(Stored items)

Segment Open

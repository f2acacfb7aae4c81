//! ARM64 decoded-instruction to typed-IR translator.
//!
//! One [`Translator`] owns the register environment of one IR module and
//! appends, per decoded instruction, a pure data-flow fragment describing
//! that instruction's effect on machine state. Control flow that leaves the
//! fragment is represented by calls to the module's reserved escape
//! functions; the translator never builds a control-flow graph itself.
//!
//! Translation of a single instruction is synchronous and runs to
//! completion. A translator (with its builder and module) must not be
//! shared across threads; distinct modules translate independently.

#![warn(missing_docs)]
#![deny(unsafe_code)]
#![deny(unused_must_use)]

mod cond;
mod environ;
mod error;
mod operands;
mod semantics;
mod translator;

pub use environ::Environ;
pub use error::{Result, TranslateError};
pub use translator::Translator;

Segment Closed

**WHAT TO DO:** For this exercise, please output exactly the lines above starting at the line with "control-flow graph itself." and ending at the line with "#![warn(missing_docs)]", ends included.

**ANSWER SECTION:**
//! functions; the translator never builds a control-flow graph itself.
//!
//! Translation of a single instruction is synchronous and runs to
//! completion. A translator (with its builder and module) must not be
//! shared across threads; distinct modules translate independently.

#![warn(missing_docs)]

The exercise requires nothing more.